**PROVIDED MATERIAL**
○ ○ ○ ○ ○

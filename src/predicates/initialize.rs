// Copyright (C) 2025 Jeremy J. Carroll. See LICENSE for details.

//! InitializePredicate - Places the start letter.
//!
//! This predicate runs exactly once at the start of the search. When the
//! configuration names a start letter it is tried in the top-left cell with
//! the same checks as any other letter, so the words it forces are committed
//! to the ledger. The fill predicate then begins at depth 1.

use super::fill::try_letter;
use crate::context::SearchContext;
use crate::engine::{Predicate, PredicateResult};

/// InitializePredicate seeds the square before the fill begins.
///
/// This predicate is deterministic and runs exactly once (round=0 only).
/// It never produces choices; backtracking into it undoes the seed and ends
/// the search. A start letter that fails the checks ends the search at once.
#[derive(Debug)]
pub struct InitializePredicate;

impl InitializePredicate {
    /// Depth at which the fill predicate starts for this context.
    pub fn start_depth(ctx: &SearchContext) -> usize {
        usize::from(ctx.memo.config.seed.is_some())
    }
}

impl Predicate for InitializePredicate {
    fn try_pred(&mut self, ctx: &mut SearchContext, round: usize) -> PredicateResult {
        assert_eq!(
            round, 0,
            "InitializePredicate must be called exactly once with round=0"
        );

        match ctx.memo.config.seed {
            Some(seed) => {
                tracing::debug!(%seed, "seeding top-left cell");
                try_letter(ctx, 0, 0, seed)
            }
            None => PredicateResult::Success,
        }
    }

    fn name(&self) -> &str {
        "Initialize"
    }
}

○ ○ ○ ○ ○

**WHAT TO PRODUCE**
Produce the whole listing once more, exactly.

**WRITTEN RESPONSE**
filename src/predicates/initialize.rs
// Copyright (C) 2025 Jeremy J. Carroll. See LICENSE for details.

//! InitializePredicate - Places the start letter.
//!
//! This predicate runs exactly once at the start of the search. When the
//! configuration names a start letter it is tried in the top-left cell with
//! the same checks as any other letter, so the words it forces are committed
//! to the ledger. The fill predicate then begins at depth 1.

use super::fill::try_letter;
use crate::context::SearchContext;
use crate::engine::{Predicate, PredicateResult};

/// InitializePredicate seeds the square before the fill begins.
///
/// This predicate is deterministic and runs exactly once (round=0 only).
/// It never produces choices; backtracking into it undoes the seed and ends
/// the search. A start letter that fails the checks ends the search at once.
#[derive(Debug)]
pub struct InitializePredicate;

impl InitializePredicate {
    /// Depth at which the fill predicate starts for this context.
    pub fn start_depth(ctx: &SearchContext) -> usize {
        usize::from(ctx.memo.config.seed.is_some())
    }
}

impl Predicate for InitializePredicate {
    fn try_pred(&mut self, ctx: &mut SearchContext, round: usize) -> PredicateResult {
        assert_eq!(
            round, 0,
            "InitializePredicate must be called exactly once with round=0"
        );

        match ctx.memo.config.seed {
            Some(seed) => {
                tracing::debug!(%seed, "seeding top-left cell");
                try_letter(ctx, 0, 0, seed)
            }
            None => PredicateResult::Success,
        }
    }

    fn name(&self) -> &str {
        "Initialize"
    }
}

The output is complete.